Extracted records
######
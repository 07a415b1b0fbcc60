//! Confluence engine — per-bar signal scoring.
//!
//! The only persistent state is the cooldown counter. Each bar:
//! 1. Mandatory trend gate: fast EMA above slow EMA gates long, below gates
//!    short. No gate, no signal, whatever the other factors say.
//! 2. Count confirming factors for the gated direction.
//! 3. Fire iff the gate passed, confirming count >= `min_confluence`, and the
//!    cooldown is zero.
//! 4. On fire, reset the cooldown; it decrements once per bar regardless.
//!
//! Undefined indicator values (warmup NaNs) are "factor absent", never a
//! failing condition.

use crate::config::StrategyParams;
use crate::domain::{Bar, Direction, Factor, FactorSet, Signal};
use crate::indicators::IndicatorFrame;
use crate::structure::StructureScan;
use tracing::debug;

/// Stateful per-run scorer. One instance per replay; never shared across runs.
#[derive(Debug, Clone)]
pub struct ConfluenceEngine {
    params: StrategyParams,
    cooldown: usize,
}

impl ConfluenceEngine {
    pub fn new(params: StrategyParams) -> Self {
        Self { params, cooldown: 0 }
    }

    /// Bars remaining before another signal may fire.
    pub fn cooldown_remaining(&self) -> usize {
        self.cooldown
    }

    /// Evaluate bar `i`. Must be called once per bar, in order, so the
    /// cooldown counter ticks correctly.
    pub fn on_bar(
        &mut self,
        bars: &[Bar],
        frame: &IndicatorFrame,
        scan: &StructureScan,
        i: usize,
    ) -> Option<Signal> {
        let ticking = self.cooldown > 0;
        if ticking {
            self.cooldown -= 1;
        }

        if !frame.is_ready(i) {
            return None;
        }

        let direction = trend_gate(frame, i)?;
        let factors = score_direction(&self.params, bars, frame, scan, i, direction);

        // The gate itself does not count toward the confirming minimum.
        let confirming = factors.len() - 1;
        if confirming < self.params.min_confluence || ticking {
            return None;
        }

        self.cooldown = self.params.cooldown_bars;
        let signal = Signal {
            bar: i,
            direction,
            factors,
            atr: frame.atr[i],
            close: bars[i].close,
        };
        debug!(
            bar = i,
            direction = %direction,
            confluence = confirming,
            factors = %factors.join(),
            "signal fired"
        );
        Some(signal)
    }
}

/// Mandatory trend gate. Directional by construction: fast strictly above
/// slow gates long, strictly below gates short, equal gates nothing (so the
/// bullish-priority tie-break is never exercised).
fn trend_gate(frame: &IndicatorFrame, i: usize) -> Option<Direction> {
    let fast = frame.ema_fast[i];
    let slow = frame.ema_slow[i];
    if fast.is_nan() || slow.is_nan() {
        None
    } else if fast > slow {
        Some(Direction::Long)
    } else if fast < slow {
        Some(Direction::Short)
    } else {
        None
    }
}

/// Score every factor for `direction` at bar `i`. Always includes
/// `TrendAlign` (the caller only gets here through the gate).
fn score_direction(
    params: &StrategyParams,
    bars: &[Bar],
    frame: &IndicatorFrame,
    scan: &StructureScan,
    i: usize,
    direction: Direction,
) -> FactorSet {
    let mut factors = FactorSet::new();
    factors.insert(Factor::TrendAlign);

    let close = bars[i].close;

    // Exact crossover bar (bonus on top of the standing trend).
    if i > 0 {
        let fast_prev = frame.ema_fast[i - 1];
        let slow_prev = frame.ema_slow[i - 1];
        if !fast_prev.is_nan() && !slow_prev.is_nan() {
            let crossed = match direction {
                Direction::Long => fast_prev <= slow_prev,
                Direction::Short => fast_prev >= slow_prev,
            };
            if crossed {
                factors.insert(Factor::EmaCross);
            }
        }
    }

    // Oscillator not yet in its extreme band for the direction.
    let rsi = frame.rsi[i];
    if !rsi.is_nan() {
        let room = match direction {
            Direction::Long => rsi < params.rsi_overbought,
            Direction::Short => rsi > params.rsi_oversold,
        };
        if room {
            factors.insert(Factor::RsiFilter);
        }
    }

    // Histogram expanding in the direction, or flipping across zero.
    if i > 0 {
        let hist = frame.macd_hist[i];
        let hist_prev = frame.macd_hist[i - 1];
        if !hist.is_nan() && !hist_prev.is_nan() {
            let confirm = match direction {
                Direction::Long => {
                    (hist > hist_prev && hist > 0.0) || (hist_prev < 0.0 && hist >= 0.0)
                }
                Direction::Short => {
                    (hist < hist_prev && hist < 0.0) || (hist_prev > 0.0 && hist <= 0.0)
                }
            };
            if confirm {
                factors.insert(Factor::MacdConfirm);
            }
        }
    }

    let wanted_flag = match direction {
        Direction::Long => 1,
        Direction::Short => -1,
    };
    if frame.rsi_divergence[i] == wanted_flag {
        factors.insert(Factor::RsiDivergence);
    }
    if frame.macd_divergence[i] == wanted_flag {
        factors.insert(Factor::MacdDivergence);
    }

    if scan.in_gap_zone(i, close, direction) {
        factors.insert(Factor::GapZone);
    }
    if scan.in_order_block(i, close, direction) {
        factors.insert(Factor::OrderBlock);
    }
    if scan.recent_sweep(i, direction) {
        factors.insert(Factor::LiquiditySweep);
    }

    factors
}

/// Run the engine over a whole enriched series and collect every fired
/// signal. Used by the replay and by the live-boundary latest-signal query.
pub fn scan_signals(
    bars: &[Bar],
    frame: &IndicatorFrame,
    scan: &StructureScan,
    params: &StrategyParams,
) -> Vec<Signal> {
    let mut engine = ConfluenceEngine::new(params.clone());
    (0..bars.len())
        .filter_map(|i| engine.on_bar(bars, frame, scan, i))
        .collect()
}

/// Most recent fired signal over the series, if any. The live boundary calls
/// this once per decision cycle on a series ending at the last closed bar.
pub fn latest_signal(bars: &[Bar], params: &StrategyParams) -> Option<Signal> {
    let frame = IndicatorFrame::compute(bars, params);
    let scan = StructureScan::scan(bars, &frame.atr, params);
    scan_signals(bars, &frame, &scan, params).pop()
}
######
• Exercise directions:
Which of the lines above carry the string "ConfluenceEngine"? Copy every one.

• Task solution:
pub struct ConfluenceEngine {
impl ConfluenceEngine {
    let mut engine = ConfluenceEngine::new(params.clone());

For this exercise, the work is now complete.